A career portfolio visually represents one’s abilities, skills, capabilities, knowledge, qualities and potential. They can reflect soft skills (e.g., communication skills) and/or technical skills (e.g., HTML/CSS). The purpose of a career portfolio is to reflect one’s qualifications and experiences in a designated field, showcasing one as a promising candidate for work in the industry.
Traditionally, a portfolio is valued in art, design, and technology industries; vocations like artists, make-up artists, hairstylists, models, photographers, programmers, and software engineers have relied heavily on the portfolio to showcase their projects. However, anyone in a professional role can benefit from having one.
Creating A Portfolio
1. Collect your information
Gather all the materials that can demonstrate your past projects, such as photographs, artifacts, and drafts. Consider information about you that you would like to highlight: formal and informal education and training, work performance, people skills, communication skills, technical skills, professional development and lifelong learning, personal management, etc.
Depending on your industry, some might be more essential than others. For example, if you are in a creative industry, people msy place more importance on the demonstration of work samples. You can do some research by viewing sample portfolios in your industry.

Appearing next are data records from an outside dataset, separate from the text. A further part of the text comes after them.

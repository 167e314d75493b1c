//! Match key methods: derive match values from record payloads.
//!
//! This crate provides:
//! - [`MatchKeyMethod`] — the extraction capability (`payload -> set<string>`)
//! - [`JsonPathMethod`] — the built-in `jsonpath` method
//! - [`MethodCache`] — configured instances keyed by tenant and config id

pub mod cache;
pub mod jsonpath;

use std::collections::BTreeSet;
use std::sync::Arc;

use reservoir_shared::{MatchKeyConfig, ReservoirError, Result};
use serde_json::Value;

pub use cache::MethodCache;
pub use jsonpath::JsonPathMethod;

/// Names of the methods [`create_method`] knows about.
pub const METHODS: &[&str] = &[jsonpath::METHOD_NAME];

/// A configured match value extractor.
///
/// Implementations are pure: the same payload always yields the same set.
pub trait MatchKeyMethod: Send + Sync + std::fmt::Debug {
    /// Method name as stored in the match key config.
    fn name(&self) -> &'static str;

    /// Compute the match values of `payload`. An empty set is valid.
    fn match_values(&self, payload: &Value) -> Result<BTreeSet<String>>;
}

/// Instantiate the method called `method` with `params`.
pub fn create_method(method: &str, params: &Value) -> Result<Arc<dyn MatchKeyMethod>> {
    match method {
        jsonpath::METHOD_NAME => Ok(Arc::new(JsonPathMethod::from_params(params)?)),
        other => Err(ReservoirError::match_key(format!(
            "unknown match key method '{other}' (known: {})",
            METHODS.join(", ")
        ))),
    }
}

/// Check that a config names a known method with usable params.
pub fn validate_config(config: &MatchKeyConfig) -> Result<()> {
    if config.id.trim().is_empty() {
        return Err(ReservoirError::validation("match key id must not be empty"));
    }
    create_method(&config.method, &config.params).map(|_| ())
}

If you don’t have much work experience yet, you can use the projects you’ve done for schools, clubs, or other practices.
To respect recruiting employers’ time and keep their interest, employment portfolios should be slim files with examples of your best accomplishments, not big, bulky books with every work document you’ve acquired. Use a combination of text and visuals to show them your growth process and how you face challenges in a project. Show, don't tell.
2. Organize Your Materials
Categorization refers to grouping your work into a logical, easy-to-follow manner. Categorized examples are best for visual portfolios, such as photography, makeup, interior design, and graphic design.

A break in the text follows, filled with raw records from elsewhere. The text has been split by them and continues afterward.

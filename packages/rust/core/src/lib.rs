//! Clustering and ingest orchestration for Reservoir.
//!
//! This crate ties the record store, match key methods and the clustering
//! engine together:
//! - [`cluster`]: assigning a record to a cluster (find, create, merge)
//! - [`ingest`]: the bounded-concurrency flow controller
//! - [`pipeline`]: per-record store + cluster, batch ingest
//! - [`reindex`]: recomputing one match key over all records
//! - [`retry`]: the retry-on-conflict combinator

pub mod cluster;
pub mod ingest;
pub mod pipeline;
pub mod reindex;
pub mod retry;

pub use cluster::{ClusterAssignment, assign_cluster, truncate_match_values};
pub use ingest::{FlowSignal, IngestFlow, IngestSummary, RecordError, RecordSink};
pub use pipeline::{
    IngestRequest, ProgressReporter, RecordIngester, SilentProgress, ingest_records,
};
pub use reindex::{ReindexStats, initialize_match_key};
pub use retry::with_retry;

/// Temp-file storage with an `isbn` match key, shared by the tests of this crate.
#[cfg(test)]
pub(crate) mod test_support {
    use reservoir_shared::MatchKeyConfig;
    use reservoir_storage::Storage;
    use uuid::Uuid;

    pub(crate) async fn test_storage() -> Storage {
        let tmp = std::env::temp_dir().join(format!("reservoir_core_test_{}.db", Uuid::now_v7()));
        let storage = Storage::open(&tmp, "test".parse().unwrap())
            .await
            .expect("open test db");
        storage
            .insert_match_key_config(&MatchKeyConfig {
                id: "isbn".into(),
                method: "jsonpath".into(),
                params: serde_json::json!({ "expr": "$.identifiers[*].isbn" }),
                update: "ingest".into(),
            })
            .await
            .expect("insert isbn config");
        storage
    }
}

Group your content into themes that inspire you and can potentially attract employers. You can even start with a tab named "past projects" and list all projects when you first started. Depending on your industry, it is best to search sample portfolio pages representing your industry to evaluate the expectation.
Case studies allow you to describe singular projects. They are best for professions where pictures can’t do all the talking, such as marketing, UX design, or teaching. If you go with this format, you should dedicate a separate section or page for each case study.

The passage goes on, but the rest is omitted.